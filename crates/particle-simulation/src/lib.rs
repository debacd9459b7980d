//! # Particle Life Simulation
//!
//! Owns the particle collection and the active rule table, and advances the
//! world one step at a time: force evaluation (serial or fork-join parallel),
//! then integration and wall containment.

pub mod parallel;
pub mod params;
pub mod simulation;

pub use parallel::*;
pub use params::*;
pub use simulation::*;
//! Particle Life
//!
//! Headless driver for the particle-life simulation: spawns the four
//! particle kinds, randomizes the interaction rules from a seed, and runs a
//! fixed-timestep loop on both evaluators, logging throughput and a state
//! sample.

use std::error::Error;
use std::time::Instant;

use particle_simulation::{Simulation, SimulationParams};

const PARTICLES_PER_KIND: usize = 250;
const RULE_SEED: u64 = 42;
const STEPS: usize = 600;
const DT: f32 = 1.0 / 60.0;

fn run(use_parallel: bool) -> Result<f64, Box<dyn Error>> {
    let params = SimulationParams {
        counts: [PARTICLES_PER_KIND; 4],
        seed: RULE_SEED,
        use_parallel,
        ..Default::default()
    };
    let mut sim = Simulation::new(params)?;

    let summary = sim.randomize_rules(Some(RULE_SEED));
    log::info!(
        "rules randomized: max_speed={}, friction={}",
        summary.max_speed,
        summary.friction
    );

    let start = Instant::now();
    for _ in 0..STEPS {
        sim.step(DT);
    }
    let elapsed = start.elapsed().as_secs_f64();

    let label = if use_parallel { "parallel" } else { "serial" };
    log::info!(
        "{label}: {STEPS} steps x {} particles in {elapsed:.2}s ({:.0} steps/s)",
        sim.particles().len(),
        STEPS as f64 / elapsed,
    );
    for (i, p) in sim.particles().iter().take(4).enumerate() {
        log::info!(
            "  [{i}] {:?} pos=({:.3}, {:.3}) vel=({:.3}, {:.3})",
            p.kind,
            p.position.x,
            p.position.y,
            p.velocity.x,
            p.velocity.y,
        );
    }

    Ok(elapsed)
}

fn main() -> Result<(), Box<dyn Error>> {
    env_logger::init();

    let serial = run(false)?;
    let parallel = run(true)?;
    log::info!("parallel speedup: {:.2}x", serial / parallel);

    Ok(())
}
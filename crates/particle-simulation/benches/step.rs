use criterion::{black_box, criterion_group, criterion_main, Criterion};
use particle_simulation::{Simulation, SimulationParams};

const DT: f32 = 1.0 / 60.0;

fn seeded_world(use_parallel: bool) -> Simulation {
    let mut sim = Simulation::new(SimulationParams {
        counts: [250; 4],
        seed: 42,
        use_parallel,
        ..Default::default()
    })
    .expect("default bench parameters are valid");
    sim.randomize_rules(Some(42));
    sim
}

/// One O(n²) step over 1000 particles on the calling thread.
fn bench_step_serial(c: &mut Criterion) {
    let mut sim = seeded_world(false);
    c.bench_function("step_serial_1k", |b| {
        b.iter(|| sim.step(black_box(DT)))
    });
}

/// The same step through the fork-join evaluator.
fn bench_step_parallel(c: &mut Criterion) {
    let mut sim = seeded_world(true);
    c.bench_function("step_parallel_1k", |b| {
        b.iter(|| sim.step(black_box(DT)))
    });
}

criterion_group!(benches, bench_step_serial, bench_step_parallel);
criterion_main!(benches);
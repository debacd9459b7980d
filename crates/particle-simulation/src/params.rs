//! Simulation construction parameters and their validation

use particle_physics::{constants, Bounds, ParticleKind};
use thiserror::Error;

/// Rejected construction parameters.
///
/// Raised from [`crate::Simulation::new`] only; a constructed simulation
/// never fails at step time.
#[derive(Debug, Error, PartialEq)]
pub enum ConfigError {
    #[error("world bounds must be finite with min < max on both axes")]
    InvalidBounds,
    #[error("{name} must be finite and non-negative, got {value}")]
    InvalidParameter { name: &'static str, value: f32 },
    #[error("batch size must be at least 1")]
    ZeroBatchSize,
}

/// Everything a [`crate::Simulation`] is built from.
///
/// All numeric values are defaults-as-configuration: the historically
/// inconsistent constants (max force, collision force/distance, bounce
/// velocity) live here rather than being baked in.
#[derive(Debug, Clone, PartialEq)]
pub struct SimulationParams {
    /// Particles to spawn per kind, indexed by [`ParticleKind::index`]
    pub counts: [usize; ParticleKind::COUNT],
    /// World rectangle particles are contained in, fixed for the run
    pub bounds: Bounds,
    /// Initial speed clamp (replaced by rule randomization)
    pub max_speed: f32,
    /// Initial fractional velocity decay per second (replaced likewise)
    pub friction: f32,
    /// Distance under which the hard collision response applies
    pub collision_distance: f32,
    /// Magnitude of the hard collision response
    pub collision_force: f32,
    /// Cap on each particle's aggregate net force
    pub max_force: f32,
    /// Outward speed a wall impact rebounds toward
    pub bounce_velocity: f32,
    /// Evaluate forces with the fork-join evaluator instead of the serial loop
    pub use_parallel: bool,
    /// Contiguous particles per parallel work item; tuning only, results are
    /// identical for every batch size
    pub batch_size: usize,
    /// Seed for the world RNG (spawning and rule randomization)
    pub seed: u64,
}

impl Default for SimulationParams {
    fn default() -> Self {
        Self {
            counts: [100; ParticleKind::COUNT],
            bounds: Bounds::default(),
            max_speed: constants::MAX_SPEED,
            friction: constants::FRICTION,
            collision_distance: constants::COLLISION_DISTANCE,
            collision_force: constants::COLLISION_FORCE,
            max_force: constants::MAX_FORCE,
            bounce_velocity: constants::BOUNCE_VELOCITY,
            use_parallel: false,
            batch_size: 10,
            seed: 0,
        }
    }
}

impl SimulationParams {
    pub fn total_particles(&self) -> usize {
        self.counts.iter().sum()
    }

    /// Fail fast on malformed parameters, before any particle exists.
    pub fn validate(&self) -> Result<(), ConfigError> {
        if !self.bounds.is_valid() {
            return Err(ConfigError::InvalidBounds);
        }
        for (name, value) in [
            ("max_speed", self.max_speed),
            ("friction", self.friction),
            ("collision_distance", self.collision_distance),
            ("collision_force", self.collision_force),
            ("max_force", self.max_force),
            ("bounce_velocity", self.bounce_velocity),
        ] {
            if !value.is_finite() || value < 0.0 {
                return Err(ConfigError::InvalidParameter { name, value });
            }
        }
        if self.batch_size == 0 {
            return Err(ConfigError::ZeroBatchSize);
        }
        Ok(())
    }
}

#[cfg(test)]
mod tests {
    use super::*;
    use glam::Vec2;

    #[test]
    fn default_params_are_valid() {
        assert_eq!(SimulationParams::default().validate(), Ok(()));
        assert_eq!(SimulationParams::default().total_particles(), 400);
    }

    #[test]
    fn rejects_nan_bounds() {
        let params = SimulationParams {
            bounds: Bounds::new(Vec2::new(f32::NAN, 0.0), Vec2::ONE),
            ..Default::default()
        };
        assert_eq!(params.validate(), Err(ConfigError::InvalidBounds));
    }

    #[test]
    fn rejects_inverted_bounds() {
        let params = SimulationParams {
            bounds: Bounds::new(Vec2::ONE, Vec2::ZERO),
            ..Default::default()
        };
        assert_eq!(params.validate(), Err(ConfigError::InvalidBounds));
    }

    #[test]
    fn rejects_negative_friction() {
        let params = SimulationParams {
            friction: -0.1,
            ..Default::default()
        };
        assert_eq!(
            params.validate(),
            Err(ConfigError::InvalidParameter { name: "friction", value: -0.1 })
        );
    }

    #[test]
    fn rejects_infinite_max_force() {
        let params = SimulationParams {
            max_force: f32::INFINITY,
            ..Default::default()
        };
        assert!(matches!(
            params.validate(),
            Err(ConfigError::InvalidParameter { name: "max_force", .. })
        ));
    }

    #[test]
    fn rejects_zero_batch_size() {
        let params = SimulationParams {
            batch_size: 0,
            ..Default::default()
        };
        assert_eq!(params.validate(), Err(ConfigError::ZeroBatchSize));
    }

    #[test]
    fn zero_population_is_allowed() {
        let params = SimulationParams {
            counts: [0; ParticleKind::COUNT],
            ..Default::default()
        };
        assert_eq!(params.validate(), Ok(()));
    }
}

──────

Scan the records above, then copy out each line that mentions "PartialEq".

* _Problem solution_
#[derive(Debug, Error, PartialEq)]
#[derive(Debug, Clone, PartialEq)]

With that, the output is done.